Надеюсь, ты не подписала сотни контрактов, которые делают из тебя все меньше человека и все больше превращают в учреждение. Будь крайне осторожна, поскольку успех более опасен и развращающ, нежели любое бедствие...

На этом заканчиваю, а то получается что-то то ли высокопарное, то ли слишком сложное. Чернила мои высохли, а я только что поговорил с тобой по телефону, моя дорогая дева из Голливуда родом из Швеции. Посмотрю «Жанну» где-то в середине марта, если позволят боги и твои опекуны.

Очень и очень люблю тебя».

Капа написал очень хорошую книгу. Она была опубликована в 1947 году и называлась «Слегка не в фокусе».

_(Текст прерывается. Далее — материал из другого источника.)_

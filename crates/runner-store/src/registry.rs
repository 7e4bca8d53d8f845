//! Global Capacity Registry (component E, §4.7).
//!
//! Coordinates concurrent job count across independent orchestrator
//! instances sharing a host, via a shared file at
//! `<globalStorage>/capacity-registry.json`. The registry is advisory and
//! best-effort (§9 Open Question 2, decided in DESIGN.md): it never refuses
//! a reservation on its own, it only reports capacity for the scheduler to
//! respect.

use std::path::PathBuf;
use std::process;
use std::time::{Duration, SystemTime, UNIX_EPOCH};

use serde::{Deserialize, Serialize};

use crate::atomic::write_atomic;
use crate::StoreError;

const STALE_HEARTBEAT: Duration = Duration::from_secs(30);
pub const HEARTBEAT_INTERVAL: Duration = Duration::from_secs(5);

#[derive(Debug, Clone, Serialize, Deserialize)]
pub struct InstanceEntry {
    pub instance_id: String,
    pub process_id: u32,
    pub running_jobs: u32,
    pub last_heartbeat: u64,
    pub active_plans: Vec<String>,
}

#[derive(Debug, Clone, Serialize, Deserialize)]
pub struct RegistryFile {
    #[serde(default = "default_version")]
    pub version: u32,
    pub global_max_parallel: u32,
    #[serde(default)]
    pub instances: Vec<InstanceEntry>,
}

fn default_version() -> u32 {
    1
}

impl RegistryFile {
    fn new(global_max_parallel: u32) -> Self {
        Self {
            version: 1,
            global_max_parallel,
            instances: Vec::new(),
        }
    }
}

/// Derives a stable instance id from the workspace path and PID, per
/// §4.7 "each instance registers itself with a stable instanceId derived
/// from workspace path and PID".
pub fn derive_instance_id(workspace_path: &std::path::Path) -> String {
    use std::collections::hash_map::DefaultHasher;
    use std::hash::{Hash, Hasher};
    let mut hasher = DefaultHasher::new();
    workspace_path.hash(&mut hasher);
    format!("{:x}-{}", hasher.finish(), process::id())
}

fn now_secs() -> u64 {
    SystemTime::now().duration_since(UNIX_EPOCH).unwrap_or_default().as_secs()
}

/// Client for the shared capacity registry file.
pub struct CapacityRegistry {
    path: PathBuf,
    instance_id: String,
    global_max_parallel: u32,
}

impl CapacityRegistry {
    pub fn new(global_storage_dir: impl Into<PathBuf>, instance_id: String, global_max_parallel: u32) -> Self {
        Self {
            path: global_storage_dir.into().join("capacity-registry.json"),
            instance_id,
            global_max_parallel,
        }
    }

    async fn read(&self) -> Result<RegistryFile, StoreError> {
        match tokio::fs::read(&self.path).await {
            Ok(bytes) => serde_json::from_slice(&bytes).map_err(StoreError::Deserialize),
            Err(e) if e.kind() == std::io::ErrorKind::NotFound => {
                Ok(RegistryFile::new(self.global_max_parallel))
            }
            Err(e) => Err(StoreError::Io(e.to_string())),
        }
    }

    async fn write(&self, file: &RegistryFile) -> Result<(), StoreError> {
        let json = serde_json::to_vec_pretty(file).map_err(StoreError::Serialize)?;
        write_atomic(&self.path, &json, &self.instance_id)
            .await
            .map_err(|e| StoreError::Io(e.to_string()))
    }

    /// Register this instance and prune stale entries (heartbeat older
    /// than 30s or process not alive), as a side effect of registering
    /// (§4.7 "Protocol").
    pub async fn register(&self) -> Result<(), StoreError> {
        let mut file = self.read().await.unwrap_or_else(|_| RegistryFile::new(self.global_max_parallel));
        self.prune_stale(&mut file);

        if let Some(entry) = file.instances.iter_mut().find(|i| i.instance_id == self.instance_id) {
            entry.process_id = process::id();
            entry.last_heartbeat = now_secs();
        } else {
            file.instances.push(InstanceEntry {
                instance_id: self.instance_id.clone(),
                process_id: process::id(),
                running_jobs: 0,
                last_heartbeat: now_secs(),
                active_plans: Vec::new(),
            });
        }

        self.write(&file).await
    }

    /// Heartbeat with this instance's current job count. Recreates the
    /// registry file if it was deleted underneath the runner (boundary
    /// behavior, §8).
    pub async fn heartbeat(&self, running_jobs: u32, active_plans: Vec<String>) -> Result<(), StoreError> {
        let mut file = self.read().await.unwrap_or_else(|_| RegistryFile::new(self.global_max_parallel));
        self.prune_stale(&mut file);

        if let Some(entry) = file.instances.iter_mut().find(|i| i.instance_id == self.instance_id) {
            entry.running_jobs = running_jobs;
            entry.last_heartbeat = now_secs();
            entry.active_plans = active_plans;
        } else {
            file.instances.push(InstanceEntry {
                instance_id: self.instance_id.clone(),
                process_id: process::id(),
                running_jobs,
                last_heartbeat: now_secs(),
                active_plans,
            });
        }

        self.write(&file).await
    }

    fn prune_stale(&self, file: &mut RegistryFile) {
        let now = now_secs();
        file.instances.retain(|i| {
            let fresh = now.saturating_sub(i.last_heartbeat) < STALE_HEARTBEAT.as_secs();
            fresh && is_process_alive(i.process_id)
        });
    }

    /// `max(0, globalMaxParallel - sum(runningJobs))`. On a read failure
    /// falls back to a local-only calculation supplied by the caller.
    pub async fn available_capacity(&self, local_fallback: u32) -> u32 {
        match self.read().await {
            Ok(file) => {
                let total_running: u32 = file.instances.iter().map(|i| i.running_jobs).sum();
                file.global_max_parallel.saturating_sub(total_running)
            }
            Err(e) => {
                tracing::warn!(error = %e, "capacity registry read failed, falling back to local-only");
                local_fallback
            }
        }
    }
}

#[cfg(unix)]
fn is_process_alive(pid: u32) -> bool {
    // kill(pid, 0) delivers no signal; it only checks existence and
    // permission, matching the Process Monitor's `isRunning` contract.
    unsafe { libc::kill(pid as libc::pid_t, 0) == 0 }
}

#[cfg(not(unix))]
fn is_process_alive(_pid: u32) -> bool {
    true
}

#[cfg(test)]
mod tests {
    use super::*;
    use tempfile::TempDir;

    #[tokio::test]
    async fn register_then_available_capacity() {
        let dir = TempDir::new().unwrap();
        let registry = CapacityRegistry::new(dir.path(), "inst-a".into(), 10);
        registry.register().await.unwrap();
        registry.heartbeat(3, vec!["plan-1".into()]).await.unwrap();

        let cap = registry.available_capacity(99).await;
        assert_eq!(cap, 7);
    }

    #[tokio::test]
    async fn missing_registry_file_falls_back_gracefully_then_recreates() {
        let dir = TempDir::new().unwrap();
        let registry = CapacityRegistry::new(dir.path(), "inst-b".into(), 5);
        // No file yet: available_capacity should read the default (no
        // instances registered) rather than erroring.
        let cap = registry.available_capacity(1).await;
        assert_eq!(cap, 5);

        registry.heartbeat(2, vec![]).await.unwrap();
        assert!(dir.path().join("capacity-registry.json").exists());
    }

    #[tokio::test]
    async fn stale_instances_are_pruned_on_register() {
        let dir = TempDir::new().unwrap();
        let registry_a = CapacityRegistry::new(dir.path(), "inst-stale".into(), 10);
        registry_a.register().await.unwrap();

        // Hand-craft a stale entry with a dead PID and an old heartbeat.
        let mut file: RegistryFile = {
            let bytes = tokio::fs::read(dir.path().join("capacity-registry.json")).await.unwrap();
            serde_json::from_slice(&bytes).unwrap()
        };
        file.instances.push(InstanceEntry {
            instance_id: "dead-instance".into(),
            process_id: 999_999_999,
            running_jobs: 4,
            last_heartbeat: 0,
            active_plans: vec![],
        });
        let json = serde_json::to_vec_pretty(&file).unwrap();
        tokio::fs::write(dir.path().join("capacity-registry.json"), json).await.unwrap();

        let registry_b = CapacityRegistry::new(dir.path(), "inst-fresh".into(), 10);
        registry_b.register().await.unwrap();

        let bytes = tokio::fs::read(dir.path().join("capacity-registry.json")).await.unwrap();
        let file: RegistryFile = serde_json::from_slice(&bytes).unwrap();
        assert!(!file.instances.iter().any(|i| i.instance_id == "dead-instance"));
    }
}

Перед тем как отправиться в Нью-Йорк, где начинались репетиции «Жанны Лотарингской», я встретила на большом приеме с танцами Дэвида Селзника. Он не подошел ко мне. Но пока его соседи по столику танцевали и он был в одиночестве, я подсела к нему. «Мне ужасно неприятно оставлять Голливуд, зная, что вы на меня сердитесь, — сказала я. — Мне хочется, чтобы вы мне пожелали удачи, прежде чем я примусь за Жанну». Он посмотрел на меня и произнес: «Желаю удачи». А на следующей неделе он сообщил в газетах, что собирается снимать «Жанну д’Арк» с Дженнифер Джоунс! Тем не менее мы остались друзьями. В конце концов он написал:

«Мне сообщили, что даже Дан О’Ши против своего желания пришел к заключению, что никакая новая сделка с нами не рассматривается тобою всерьез как часть твоих планов на будущее. Такое заключение не стало для меня сюрпризом, несмотря на то окончательное доверие и обещание, которые я выразил в нашей беседе. Моя скорбь по поводу нашего «развода» после стольких лет счастливого брака не уменьшается. Ты однажды заметила, что имеешь «двух мужей». Но Петер был главным, и он, конечно, знал, что первенство принадлежит ему. Я раскаиваюсь во многих бесплодных жестах и тщательно продуманных «переговорах», но этим мои раскаяния и ограничиваются. Наши отношения всегда будут для меня источником гордости. Уверен, что ты помнишь о моей величайшей уверенности в том, что твоя карьера будет неуклонно подниматься к новым высотам и достигнет того, чему порукой твой огромный талант. Поэтому мои наилучшие пожелания всегда будут с тобой, независимо от того, что ты делаешь. Прощай, Ингрид. И пусть каждый Новый год приносит тебе то, о чем ты мечтаешь».